If a long-term relationship ends, whether by your hand or his, you’ll have a hard time dealing with it. Since a part of you grew with that man, a break-up will be like ripping off a piece of your skin, leaving a wound that refuses to heal. I wish I could give advice that will decrease the pain of a break-up, but there’s nothing you can do to speed up the healing process besides grieving openly and giving yourself the time you need to restore your emotional health. Drowning your sorrows in alcohol or other men is not effective and will make the situation worse. Instead, it’s best to understand what went wrong, admit any mistakes you made, and let the sadness work its way through you until the sunshine appears once again.
The problem with not accepting any responsibility for a break-up that was at least partially your fault is that you’ll inevitably adopt an “all men are pigs” attitude and become bitter. The men you meet in the future will sense this negative attitude, making it less likely that they will put you in the potential wife box. If your ex
was largely to blame for the relationship failing, criticize his behavior instead of all men: “He took me for granted and behaved in a way that hurt the relationship, but that doesn’t mean that all men would have made the choices he did.” The best coping mechanism is one that doesn’t make it more difficult for you to connect with a good man in the future.
A man who just lost a girlfriend will be advised by his friends to sleep with a lot of women, but this doesn’t work if those women are inferior versions of his ex, which is likely to be the case. The man will be reminded of her even more, keeping his wound raw. It’s even worse if you sleep around because it lowers your wifely value for the right man who is bound to come along in the future.
Hopefully, you won’t experience any serious relationship failures from this point on, but if you do, avoid the irrational conclusion that you’ll never meet anyone again and are destined to be forever alone. Instead, take about six months off before starting again. Follow the advice in this book by maximizing the bait you put out to single men while fielding offers from the ones who are attracted to you. Always look on the bright side: you’re a woman who will be hunted even if you put in only a little work to make it happen, unlike a man in the same position. Make yourself an attractive catch and wait patiently until the universe sends you the right match.
Conclusion
The hardest part of creating a family is meeting the right man, which is why much of this book is dedicated to overcoming that challenge. Once you’ve identified a man with the right values, and he is ready to settle down, there won’t be many obstacles in the way of getting married besides the normal problems common to any intimate relationship.

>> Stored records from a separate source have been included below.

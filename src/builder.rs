//! Record -> search document conversion.

use roxmltree::{Document, ParsingOptions};
use tracing::{debug, warn};

use crate::document::{document_id, SearchDocument};
use crate::error::{IndexError, Result};
use crate::records::{Catalog, CmsRecord};
use crate::registry::IndexSet;
use crate::uri::UriResolver;

/// Element id of Dublin Core "Title". Its values are also copied to `title`.
pub const TITLE_ELEMENT_ID: i64 = 50;

pub const TAG_FIELD: &str = "tag";
pub const COLLECTION_FIELD: &str = "collection";
pub const ITEM_TYPE_FIELD: &str = "itemtype";
pub const FULLTEXT_FIELD: &str = "fulltext";
pub const IMAGE_FIELD: &str = "image";
pub const TITLE_FIELD: &str = "title";

/// Converts records into documents against one configuration snapshot.
#[derive(Debug, Clone)]
pub struct DocumentBuilder {
    index_set: IndexSet,
    catalog: Catalog,
    resolver: UriResolver,
}

impl DocumentBuilder {
    pub fn new(index_set: IndexSet, catalog: Catalog, resolver: UriResolver) -> Self {
        Self {
            index_set,
            catalog,
            resolver,
        }
    }

    /// Build the document for one record. Missing related data is left out of
    /// the document; only a record without an id is an error.
    pub fn build(&self, record: &CmsRecord) -> Result<SearchDocument> {
        let id = record.id.ok_or_else(|| IndexError::RecordIncomplete {
            model: record.model.clone(),
        })?;

        let mut doc = SearchDocument::new(document_id(&record.model, id));
        doc.set_field("model", record.model.as_str());
        doc.set_field("modelid", id);
        doc.set_field("url", self.resolver.resolve(&record.model, id, &record.kind));

        for text in &record.element_texts {
            if let Some(field) = self.index_set.field_for_element(text.element_id) {
                doc.add_multi(field, text.text.as_str());

                if text.element_id == TITLE_ELEMENT_ID {
                    doc.add_multi(TITLE_FIELD, text.text.as_str());
                }
            }
        }

        doc.add_multi("resulttype", record.model.as_str());

        if self.index_set.contains(TAG_FIELD) {
            for tag in &record.tags {
                doc.add_multi(TAG_FIELD, tag.as_str());
            }
        }

        if self.index_set.contains(COLLECTION_FIELD) {
            if let Some(collection_id) = record.collection_id.filter(|id| *id > 0) {
                match self.catalog.collection_name(collection_id) {
                    Some(name) => doc.set_field(COLLECTION_FIELD, name),
                    None => warn!(
                        "{} references missing collection {}",
                        doc.id, collection_id
                    ),
                }
            }
        }

        if self.index_set.contains(ITEM_TYPE_FIELD) {
            if let Some(item_type_id) = record.item_type_id.filter(|id| *id > 0) {
                match self.catalog.item_type_name(item_type_id) {
                    Some(name) => doc.set_field(ITEM_TYPE_FIELD, name),
                    None => warn!(
                        "{} references missing item type {}",
                        doc.id, item_type_id
                    ),
                }
            }
        }

        for file in &record.files {
            if file.has_derivative_image {
                doc.add_multi(IMAGE_FIELD, file.id);
            }
        }

        if self.index_set.contains(FULLTEXT_FIELD) {
            for xml in record.files.iter().filter_map(|f| f.xml.as_deref()) {
                for text in xml_text(xml) {
                    doc.add_multi(FULLTEXT_FIELD, text);
                }
            }
        }

        debug!("Built document {} with {} fields", doc.id, doc.fields.len());
        Ok(doc)
    }
}

/// Non-blank text and CDATA nodes of an XML body, whitespace runs collapsed.
/// A body that does not parse contributes nothing.
pub fn xml_text(xml: &str) -> Vec<String> {
    let options = ParsingOptions {
        allow_dtd: true,
        ..ParsingOptions::default()
    };
    let doc = match Document::parse_with_options(xml, options) {
        Ok(doc) => doc,
        Err(e) => {
            warn!("Skipping unparseable XML body: {}", e);
            return Vec::new();
        }
    };

    doc.descendants()
        .filter(|node| node.is_text())
        .filter_map(|node| node.text())
        .map(|text| text.split_whitespace().collect::<Vec<_>>().join(" "))
        .filter(|text| !text.is_empty())
        .collect()
}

The success of your mission to get married depends largely on the work you do before you meet a man, where you optimize your value and embrace the feminine to allow a masculine man to see you as his ideal wife. This involves discarding many of the bad habits and beliefs that you’ve accumulated from living in a world that has become bleak and sterile. It’s not your fault that our broken culture has made it difficult for you to bond with a man, but you’ll have to deal with the reality of the era you’re living in if you want to avoid missing the boat to becoming a wife and mother. Following the advice in this book will at least enable you to attract and find a man who also wants to avoid the most damaging aspects of the culture.